### YOUR GOAL
Return each line of the records below in which the string "UserId" turns up.
★ ★ ★ ★ ★
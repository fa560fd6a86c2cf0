//! In-process backend that keeps its own server-side state and records every
//! call, so tests can assert on round trips as well as on the store.
#![allow(dead_code)]

use std::collections::{HashMap, HashSet};
use std::sync::Mutex;
use std::sync::atomic::{AtomicI64, Ordering};

use async_trait::async_trait;
use chrono::{DateTime, TimeZone, Utc};
use jsonwebtoken::{EncodingKey, Header, encode};

use yotsu_api::{ApiError, ApiResult, Backend};
use yotsu_client::ChatClient;
use yotsu_db::MemoryVault;
use yotsu_types::api::{
    AddMembersRequest, AddReactionRequest, Claims, CreateChannelRequest, EditMessageRequest,
    LoginRequest, MessageQuery, RefreshRequest, RegisterRequest, RegisterResponse,
    SendMessageRequest, TokenResponse, TotpVerifyRequest, TransferOwnershipRequest,
    UpdateChannelRequest, UpdateRoleRequest, VerifyResponse,
};
use yotsu_types::models::{Channel, ChannelRole, ChannelType, Member, Message, ReactionAggregate};
use yotsu_types::{ChannelId, MessageId, UserId};

pub const ANN: UserId = 5;
pub const ANN_EMAIL: &str = "ann@example.com";
pub const BOB_EMAIL: &str = "bob@example.com";
pub const PASSWORD: &str = "correct horse";
pub const TOTP_CODE: &str = "123456";
pub const TEMP_TOKEN: &str = "temp-token";

pub type TestClient = ChatClient<FakeBackend, MemoryVault>;

/// Access token whose only interesting content is the `user_id` claim.
pub fn access_token_for(user_id: UserId) -> String {
    let claims = Claims {
        user_id,
        exp: Some(4_102_444_800),
    };
    encode(&Header::default(), &claims, &EncodingKey::from_secret(b"server")).unwrap()
}

pub fn at(minute: u32) -> DateTime<Utc> {
    Utc.with_ymd_and_hms(2024, 1, 1, 12, minute, 0).unwrap()
}

pub fn message(id: MessageId, channel_id: ChannelId, minute: u32) -> Message {
    Message {
        message_id: id,
        channel_id,
        user_id: 7,
        content: format!("message {id}"),
        created_at: at(minute),
        edited_at: None,
        display_name: "Cy".into(),
        parent_id: None,
        has_reactions: false,
    }
}

pub fn channel(id: ChannelId, name: Option<&str>, kind: ChannelType) -> Channel {
    Channel {
        channel_id: id,
        name: name.map(str::to_string),
        kind,
        created_at: None,
    }
}

pub fn member(user_id: UserId, name: &str) -> Member {
    Member {
        user_id,
        display_name: name.into(),
        role: None,
    }
}

#[derive(Default)]
pub struct FakeBackend {
    calls: Mutex<Vec<&'static str>>,
    fail_next: Mutex<Option<u16>>,
    next_id: AtomicI64,

    pub channels: Mutex<Vec<Channel>>,
    pub members: Mutex<HashMap<ChannelId, Vec<Member>>>,
    pub messages: Mutex<Vec<Message>>,
    pub reactions: Mutex<HashMap<MessageId, Vec<ReactionAggregate>>>,
    pub valid_refresh_tokens: Mutex<HashSet<String>>,
}

impl FakeBackend {
    pub fn new() -> Self {
        Self {
            next_id: AtomicI64::new(1000),
            ..Self::default()
        }
    }

    pub fn with_channels(self, channels: Vec<Channel>) -> Self {
        *self.channels.lock().unwrap() = channels;
        self
    }

    pub fn with_messages(self, messages: Vec<Message>) -> Self {
        *self.messages.lock().unwrap() = messages;
        self
    }

    pub fn with_refresh_token(self, token: &str) -> Self {
        self.valid_refresh_tokens
            .lock()
            .unwrap()
            .insert(token.to_string());
        self
    }

    /// The next call fails with this status.
    pub fn fail_next(&self, status: u16) {
        *self.fail_next.lock().unwrap() = Some(status);
    }

    pub fn calls(&self) -> Vec<&'static str> {
        self.calls.lock().unwrap().clone()
    }

    pub fn count(&self, name: &str) -> usize {
        self.calls.lock().unwrap().iter().filter(|c| **c == name).count()
    }

    pub fn clear_calls(&self) {
        self.calls.lock().unwrap().clear();
    }

    fn enter(&self, name: &'static str) -> ApiResult<()> {
        self.calls.lock().unwrap().push(name);
        match self.fail_next.lock().unwrap().take() {
            Some(status) => Err(rejected(status, "injected failure")),
            None => Ok(()),
        }
    }

    fn next_id(&self) -> i64 {
        self.next_id.fetch_add(1, Ordering::SeqCst)
    }

    fn issue_tokens(&self, user_id: Option<UserId>) -> TokenResponse {
        let refresh = format!("refresh-{}", self.next_id());
        self.valid_refresh_tokens
            .lock()
            .unwrap()
            .insert(refresh.clone());
        TokenResponse {
            access_token: Some(access_token_for(ANN)),
            refresh_token: Some(refresh),
            temp_token: None,
            user_id,
        }
    }
}

fn rejected(status: u16, detail: &str) -> ApiError {
    ApiError::Status {
        status,
        detail: detail.to_string(),
    }
}

#[async_trait]
impl Backend for FakeBackend {
    async fn login(&self, req: &LoginRequest) -> ApiResult<TokenResponse> {
        self.enter("login")?;
        match (req.email.as_str(), req.password.as_str()) {
            (ANN_EMAIL, PASSWORD) => Ok(self.issue_tokens(Some(ANN))),
            (BOB_EMAIL, PASSWORD) => Ok(TokenResponse {
                temp_token: Some(TEMP_TOKEN.into()),
                ..TokenResponse::default()
            }),
            _ => Err(rejected(401, "Invalid email or password")),
        }
    }

    async fn register(&self, req: &RegisterRequest) -> ApiResult<RegisterResponse> {
        self.enter("register")?;
        if req.email == ANN_EMAIL {
            return Err(rejected(400, "Email already registered"));
        }
        Ok(RegisterResponse {
            temp_token: TEMP_TOKEN.into(),
            totp_uri: format!("otpauth://totp/Yotsu:{}?secret=ABC", req.email),
        })
    }

    async fn check_email(&self, email: &str) -> ApiResult<bool> {
        self.enter("check_email")?;
        Ok(email != ANN_EMAIL)
    }

    async fn verify_2fa(
        &self,
        temp_token: &str,
        req: &TotpVerifyRequest,
    ) -> ApiResult<TokenResponse> {
        self.enter("verify_2fa")?;
        if temp_token != TEMP_TOKEN || req.totp_code != TOTP_CODE {
            return Err(rejected(401, "Invalid 2FA code"));
        }
        // user id left out on purpose: it must come from the token claims
        Ok(self.issue_tokens(None))
    }

    async fn refresh(&self, req: &RefreshRequest) -> ApiResult<TokenResponse> {
        self.enter("refresh")?;
        let known = self
            .valid_refresh_tokens
            .lock()
            .unwrap()
            .remove(&req.refresh_token);
        if !known {
            return Err(rejected(401, "Invalid refresh token"));
        }
        Ok(self.issue_tokens(None))
    }

    async fn verify_token(&self, token: &str) -> ApiResult<VerifyResponse> {
        self.enter("verify_token")?;
        if token.is_empty() {
            return Err(rejected(401, "Invalid token"));
        }
        Ok(VerifyResponse {
            valid: true,
            user_id: ANN,
        })
    }

    async fn list_channels(&self, _token: &str) -> ApiResult<Vec<Channel>> {
        self.enter("list_channels")?;
        Ok(self.channels.lock().unwrap().clone())
    }

    async fn get_channel(&self, _token: &str, channel_id: ChannelId) -> ApiResult<Channel> {
        self.enter("get_channel")?;
        self.channels
            .lock()
            .unwrap()
            .iter()
            .find(|c| c.channel_id == channel_id)
            .cloned()
            .ok_or_else(|| rejected(404, "Channel not found"))
    }

    async fn create_channel(&self, _token: &str, req: &CreateChannelRequest) -> ApiResult<Channel> {
        self.enter("create_channel")?;
        let created = Channel {
            channel_id: self.next_id(),
            name: req.name.clone(),
            kind: req.kind,
            created_at: Some(at(0)),
        };
        self.channels.lock().unwrap().push(created.clone());
        Ok(created)
    }

    async fn update_channel(
        &self,
        _token: &str,
        channel_id: ChannelId,
        req: &UpdateChannelRequest,
    ) -> ApiResult<Channel> {
        self.enter("update_channel")?;
        let mut channels = self.channels.lock().unwrap();
        let channel = channels
            .iter_mut()
            .find(|c| c.channel_id == channel_id)
            .ok_or_else(|| rejected(404, "Channel not found"))?;
        channel.name = Some(req.name.clone());
        Ok(channel.clone())
    }

    async fn list_members(&self, _token: &str, channel_id: ChannelId) -> ApiResult<Vec<Member>> {
        self.enter("list_members")?;
        Ok(self
            .members
            .lock()
            .unwrap()
            .get(&channel_id)
            .cloned()
            .unwrap_or_default())
    }

    async fn add_members(
        &self,
        _token: &str,
        channel_id: ChannelId,
        req: &AddMembersRequest,
    ) -> ApiResult<()> {
        self.enter("add_members")?;
        let mut members = self.members.lock().unwrap();
        let list = members.entry(channel_id).or_default();
        for &user_id in &req.user_ids {
            list.push(member(user_id, &format!("user {user_id}")));
        }
        Ok(())
    }

    async fn remove_member(
        &self,
        _token: &str,
        channel_id: ChannelId,
        user_id: UserId,
    ) -> ApiResult<()> {
        self.enter("remove_member")?;
        if let Some(list) = self.members.lock().unwrap().get_mut(&channel_id) {
            list.retain(|m| m.user_id != user_id);
        }
        if user_id == ANN {
            self.channels
                .lock()
                .unwrap()
                .retain(|c| c.channel_id != channel_id);
        }
        Ok(())
    }

    async fn update_member_role(
        &self,
        _token: &str,
        _channel_id: ChannelId,
        _user_id: UserId,
        _req: &UpdateRoleRequest,
    ) -> ApiResult<()> {
        self.enter("update_member_role")
    }

    async fn transfer_ownership(
        &self,
        _token: &str,
        channel_id: ChannelId,
        req: &TransferOwnershipRequest,
    ) -> ApiResult<()> {
        self.enter("transfer_ownership")?;
        let mut members = self.members.lock().unwrap();
        let list = members
            .get_mut(&channel_id)
            .ok_or_else(|| rejected(404, "Channel not found"))?;
        if !list.iter().any(|m| m.user_id == req.user_id) {
            return Err(rejected(400, "New owner must be a member of the channel"));
        }
        for m in list.iter_mut() {
            if m.user_id == req.user_id {
                m.role = Some(ChannelRole::Owner);
            } else if m.role == Some(ChannelRole::Owner) {
                m.role = Some(ChannelRole::Admin);
            }
        }
        Ok(())
    }

    /// Newest `limit` messages older than `before`, returned newest first.
    async fn list_messages(
        &self,
        _token: &str,
        channel_id: ChannelId,
        query: &MessageQuery,
    ) -> ApiResult<Vec<Message>> {
        self.enter("list_messages")?;
        let mut matching: Vec<Message> = self
            .messages
            .lock()
            .unwrap()
            .iter()
            .filter(|m| m.channel_id == channel_id && m.parent_id == query.parent_id)
            .filter(|m| query.before.is_none_or(|before| m.message_id < before))
            .cloned()
            .collect();
        matching.sort_by_key(|m| m.message_id);
        let skip = matching.len().saturating_sub(query.limit as usize);
        Ok(matching.split_off(skip).into_iter().rev().collect())
    }

    async fn send_message(&self, _token: &str, req: &SendMessageRequest) -> ApiResult<Message> {
        self.enter("send_message")?;
        let sent = Message {
            message_id: self.next_id(),
            channel_id: req.channel_id,
            user_id: ANN,
            content: req.content.clone(),
            created_at: at(59),
            edited_at: None,
            display_name: "Ann".into(),
            parent_id: req.parent_id,
            has_reactions: false,
        };
        self.messages.lock().unwrap().push(sent.clone());
        Ok(sent)
    }

    async fn edit_message(
        &self,
        _token: &str,
        message_id: MessageId,
        req: &EditMessageRequest,
    ) -> ApiResult<Message> {
        self.enter("edit_message")?;
        let mut messages = self.messages.lock().unwrap();
        let message = messages
            .iter_mut()
            .find(|m| m.message_id == message_id)
            .ok_or_else(|| rejected(404, "Message not found"))?;
        message.content = req.content.clone();
        message.edited_at = Some(at(58));
        let mut edited = message.clone();
        // the edit response does not carry the reaction flag
        edited.has_reactions = false;
        Ok(edited)
    }

    async fn delete_message(&self, _token: &str, message_id: MessageId) -> ApiResult<()> {
        self.enter("delete_message")?;
        self.messages
            .lock()
            .unwrap()
            .retain(|m| m.message_id != message_id);
        Ok(())
    }

    async fn list_reactions(
        &self,
        _token: &str,
        message_id: MessageId,
    ) -> ApiResult<Vec<ReactionAggregate>> {
        self.enter("list_reactions")?;
        Ok(self
            .reactions
            .lock()
            .unwrap()
            .get(&message_id)
            .cloned()
            .unwrap_or_default())
    }

    async fn add_reaction(
        &self,
        _token: &str,
        _message_id: MessageId,
        _req: &AddReactionRequest,
    ) -> ApiResult<()> {
        self.enter("add_reaction")
    }

    async fn remove_reaction(
        &self,
        _token: &str,
        _message_id: MessageId,
        _emoji: &str,
    ) -> ApiResult<()> {
        self.enter("remove_reaction")
    }
}

pub fn client(backend: FakeBackend) -> TestClient {
    ChatClient::new(backend, MemoryVault::default())
}

/// A client already logged in as [`ANN`], with the login call forgotten.
pub async fn logged_in(backend: FakeBackend) -> TestClient {
    let client = client(backend);
    client.login(ANN_EMAIL, PASSWORD).await.unwrap();
    client.backend().clear_calls();
    client
}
★ ★ ★ ★ ★
### ANSWER BOX
use yotsu_types::{ChannelId, MessageId, UserId};
pub const ANN: UserId = 5;
pub fn access_token_for(user_id: UserId) -> String {
pub fn member(user_id: UserId, name: &str) -> Member {
    fn issue_tokens(&self, user_id: Option<UserId>) -> TokenResponse {
        user_id: UserId,
        _user_id: UserId,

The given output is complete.